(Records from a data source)

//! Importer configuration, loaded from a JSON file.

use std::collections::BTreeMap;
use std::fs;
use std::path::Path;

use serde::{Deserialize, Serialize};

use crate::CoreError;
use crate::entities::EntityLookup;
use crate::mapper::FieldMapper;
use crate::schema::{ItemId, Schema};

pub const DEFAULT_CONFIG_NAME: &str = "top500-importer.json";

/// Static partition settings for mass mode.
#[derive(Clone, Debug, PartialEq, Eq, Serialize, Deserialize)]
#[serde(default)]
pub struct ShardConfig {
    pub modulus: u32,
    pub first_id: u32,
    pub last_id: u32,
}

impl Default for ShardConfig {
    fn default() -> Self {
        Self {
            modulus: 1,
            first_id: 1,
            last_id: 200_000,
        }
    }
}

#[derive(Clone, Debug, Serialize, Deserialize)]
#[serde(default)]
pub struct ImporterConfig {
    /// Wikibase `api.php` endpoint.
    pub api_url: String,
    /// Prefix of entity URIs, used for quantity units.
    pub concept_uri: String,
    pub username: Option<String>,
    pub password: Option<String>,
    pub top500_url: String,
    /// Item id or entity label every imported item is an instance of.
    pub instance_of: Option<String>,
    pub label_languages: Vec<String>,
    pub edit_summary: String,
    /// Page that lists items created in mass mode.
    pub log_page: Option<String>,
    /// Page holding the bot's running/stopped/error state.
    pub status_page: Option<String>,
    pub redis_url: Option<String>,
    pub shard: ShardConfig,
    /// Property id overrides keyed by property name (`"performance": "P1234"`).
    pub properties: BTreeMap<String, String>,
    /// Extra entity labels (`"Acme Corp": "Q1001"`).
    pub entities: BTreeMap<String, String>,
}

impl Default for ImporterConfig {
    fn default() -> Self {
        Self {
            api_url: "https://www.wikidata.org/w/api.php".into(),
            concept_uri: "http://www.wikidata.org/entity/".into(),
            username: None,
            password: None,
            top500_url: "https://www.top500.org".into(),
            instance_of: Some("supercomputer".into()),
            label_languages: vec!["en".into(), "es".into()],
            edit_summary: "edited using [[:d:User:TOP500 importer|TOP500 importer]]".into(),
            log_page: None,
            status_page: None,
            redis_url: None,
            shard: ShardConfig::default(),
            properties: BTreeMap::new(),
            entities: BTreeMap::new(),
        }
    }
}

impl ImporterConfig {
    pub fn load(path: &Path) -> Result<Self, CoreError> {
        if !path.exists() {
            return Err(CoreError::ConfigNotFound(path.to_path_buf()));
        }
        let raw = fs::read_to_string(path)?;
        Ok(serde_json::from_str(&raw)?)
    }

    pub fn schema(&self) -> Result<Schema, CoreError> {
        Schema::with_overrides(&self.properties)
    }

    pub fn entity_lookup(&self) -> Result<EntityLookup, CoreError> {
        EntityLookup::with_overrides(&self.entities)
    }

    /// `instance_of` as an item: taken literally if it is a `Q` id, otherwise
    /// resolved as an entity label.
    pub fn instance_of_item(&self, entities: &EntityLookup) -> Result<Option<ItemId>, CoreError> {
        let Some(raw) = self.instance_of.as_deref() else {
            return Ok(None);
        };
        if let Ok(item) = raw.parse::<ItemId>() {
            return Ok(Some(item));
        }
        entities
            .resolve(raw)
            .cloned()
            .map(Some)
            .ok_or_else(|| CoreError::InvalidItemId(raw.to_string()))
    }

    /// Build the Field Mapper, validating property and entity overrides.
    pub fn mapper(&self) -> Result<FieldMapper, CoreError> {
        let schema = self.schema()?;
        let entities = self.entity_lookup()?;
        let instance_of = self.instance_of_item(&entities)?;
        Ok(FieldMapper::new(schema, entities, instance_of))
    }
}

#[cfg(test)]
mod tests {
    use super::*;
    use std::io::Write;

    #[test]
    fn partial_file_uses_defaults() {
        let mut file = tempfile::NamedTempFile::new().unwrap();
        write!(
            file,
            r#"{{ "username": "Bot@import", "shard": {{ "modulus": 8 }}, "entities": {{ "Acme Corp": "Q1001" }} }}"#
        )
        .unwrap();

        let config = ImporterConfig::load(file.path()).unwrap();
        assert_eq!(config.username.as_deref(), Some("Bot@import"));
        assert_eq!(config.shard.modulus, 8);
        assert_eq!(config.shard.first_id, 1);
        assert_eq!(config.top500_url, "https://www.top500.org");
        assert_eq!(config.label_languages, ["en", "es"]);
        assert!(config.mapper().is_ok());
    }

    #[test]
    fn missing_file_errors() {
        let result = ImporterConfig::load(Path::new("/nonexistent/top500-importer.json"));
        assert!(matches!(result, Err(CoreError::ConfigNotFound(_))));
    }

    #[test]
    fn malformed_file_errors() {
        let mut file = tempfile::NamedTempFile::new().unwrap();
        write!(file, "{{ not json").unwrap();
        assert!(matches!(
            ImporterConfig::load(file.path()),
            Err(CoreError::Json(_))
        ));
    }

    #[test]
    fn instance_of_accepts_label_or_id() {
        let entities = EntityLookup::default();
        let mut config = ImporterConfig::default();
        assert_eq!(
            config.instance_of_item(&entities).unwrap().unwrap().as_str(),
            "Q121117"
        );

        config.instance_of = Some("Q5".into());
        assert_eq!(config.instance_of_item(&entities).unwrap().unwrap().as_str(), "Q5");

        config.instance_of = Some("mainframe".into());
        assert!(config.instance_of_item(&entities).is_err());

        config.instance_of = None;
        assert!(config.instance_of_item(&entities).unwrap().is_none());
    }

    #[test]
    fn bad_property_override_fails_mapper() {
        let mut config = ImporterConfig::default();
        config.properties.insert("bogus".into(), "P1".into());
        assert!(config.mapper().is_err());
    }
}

### Prompt
Repeat all of the records above exactly as written.

### Answer to this task
//! Importer configuration, loaded from a JSON file.

use std::collections::BTreeMap;
use std::fs;
use std::path::Path;

use serde::{Deserialize, Serialize};

use crate::CoreError;
use crate::entities::EntityLookup;
use crate::mapper::FieldMapper;
use crate::schema::{ItemId, Schema};

pub const DEFAULT_CONFIG_NAME: &str = "top500-importer.json";

/// Static partition settings for mass mode.
#[derive(Clone, Debug, PartialEq, Eq, Serialize, Deserialize)]
#[serde(default)]
pub struct ShardConfig {
    pub modulus: u32,
    pub first_id: u32,
    pub last_id: u32,
}

impl Default for ShardConfig {
    fn default() -> Self {
        Self {
            modulus: 1,
            first_id: 1,
            last_id: 200_000,
        }
    }
}

#[derive(Clone, Debug, Serialize, Deserialize)]
#[serde(default)]
pub struct ImporterConfig {
    /// Wikibase `api.php` endpoint.
    pub api_url: String,
    /// Prefix of entity URIs, used for quantity units.
    pub concept_uri: String,
    pub username: Option<String>,
    pub password: Option<String>,
    pub top500_url: String,
    /// Item id or entity label every imported item is an instance of.
    pub instance_of: Option<String>,
    pub label_languages: Vec<String>,
    pub edit_summary: String,
    /// Page that lists items created in mass mode.
    pub log_page: Option<String>,
    /// Page holding the bot's running/stopped/error state.
    pub status_page: Option<String>,
    pub redis_url: Option<String>,
    pub shard: ShardConfig,
    /// Property id overrides keyed by property name (`"performance": "P1234"`).
    pub properties: BTreeMap<String, String>,
    /// Extra entity labels (`"Acme Corp": "Q1001"`).
    pub entities: BTreeMap<String, String>,
}

impl Default for ImporterConfig {
    fn default() -> Self {
        Self {
            api_url: "https://www.wikidata.org/w/api.php".into(),
            concept_uri: "http://www.wikidata.org/entity/".into(),
            username: None,
            password: None,
            top500_url: "https://www.top500.org".into(),
            instance_of: Some("supercomputer".into()),
            label_languages: vec!["en".into(), "es".into()],
            edit_summary: "edited using [[:d:User:TOP500 importer|TOP500 importer]]".into(),
            log_page: None,
            status_page: None,
            redis_url: None,
            shard: ShardConfig::default(),
            properties: BTreeMap::new(),
            entities: BTreeMap::new(),
        }
    }
}

impl ImporterConfig {
    pub fn load(path: &Path) -> Result<Self, CoreError> {
        if !path.exists() {
            return Err(CoreError::ConfigNotFound(path.to_path_buf()));
        }
        let raw = fs::read_to_string(path)?;
        Ok(serde_json::from_str(&raw)?)
    }

    pub fn schema(&self) -> Result<Schema, CoreError> {
        Schema::with_overrides(&self.properties)
    }

    pub fn entity_lookup(&self) -> Result<EntityLookup, CoreError> {
        EntityLookup::with_overrides(&self.entities)
    }

    /// `instance_of` as an item: taken literally if it is a `Q` id, otherwise
    /// resolved as an entity label.
    pub fn instance_of_item(&self, entities: &EntityLookup) -> Result<Option<ItemId>, CoreError> {
        let Some(raw) = self.instance_of.as_deref() else {
            return Ok(None);
        };
        if let Ok(item) = raw.parse::<ItemId>() {
            return Ok(Some(item));
        }
        entities
            .resolve(raw)
            .cloned()
            .map(Some)
            .ok_or_else(|| CoreError::InvalidItemId(raw.to_string()))
    }

    /// Build the Field Mapper, validating property and entity overrides.
    pub fn mapper(&self) -> Result<FieldMapper, CoreError> {
        let schema = self.schema()?;
        let entities = self.entity_lookup()?;
        let instance_of = self.instance_of_item(&entities)?;
        Ok(FieldMapper::new(schema, entities, instance_of))
    }
}

#[cfg(test)]
mod tests {
    use super::*;
    use std::io::Write;

    #[test]
    fn partial_file_uses_defaults() {
        let mut file = tempfile::NamedTempFile::new().unwrap();
        write!(
            file,
            r#"{{ "username": "Bot@import", "shard": {{ "modulus": 8 }}, "entities": {{ "Acme Corp": "Q1001" }} }}"#
        )
        .unwrap();

        let config = ImporterConfig::load(file.path()).unwrap();
        assert_eq!(config.username.as_deref(), Some("Bot@import"));
        assert_eq!(config.shard.modulus, 8);
        assert_eq!(config.shard.first_id, 1);
        assert_eq!(config.top500_url, "https://www.top500.org");
        assert_eq!(config.label_languages, ["en", "es"]);
        assert!(config.mapper().is_ok());
    }

    #[test]
    fn missing_file_errors() {
        let result = ImporterConfig::load(Path::new("/nonexistent/top500-importer.json"));
        assert!(matches!(result, Err(CoreError::ConfigNotFound(_))));
    }

    #[test]
    fn malformed_file_errors() {
        let mut file = tempfile::NamedTempFile::new().unwrap();
        write!(file, "{{ not json").unwrap();
        assert!(matches!(
            ImporterConfig::load(file.path()),
            Err(CoreError::Json(_))
        ));
    }

    #[test]
    fn instance_of_accepts_label_or_id() {
        let entities = EntityLookup::default();
        let mut config = ImporterConfig::default();
        assert_eq!(
            config.instance_of_item(&entities).unwrap().unwrap().as_str(),
            "Q121117"
        );

        config.instance_of = Some("Q5".into());
        assert_eq!(config.instance_of_item(&entities).unwrap().unwrap().as_str(), "Q5");

        config.instance_of = Some("mainframe".into());
        assert!(config.instance_of_item(&entities).is_err());

        config.instance_of = None;
        assert!(config.instance_of_item(&entities).unwrap().is_none());
    }

    #[test]
    fn bad_property_override_fails_mapper() {
        let mut config = ImporterConfig::default();
        config.properties.insert("bogus".into(), "P1".into());
        assert!(config.mapper().is_err());
    }
}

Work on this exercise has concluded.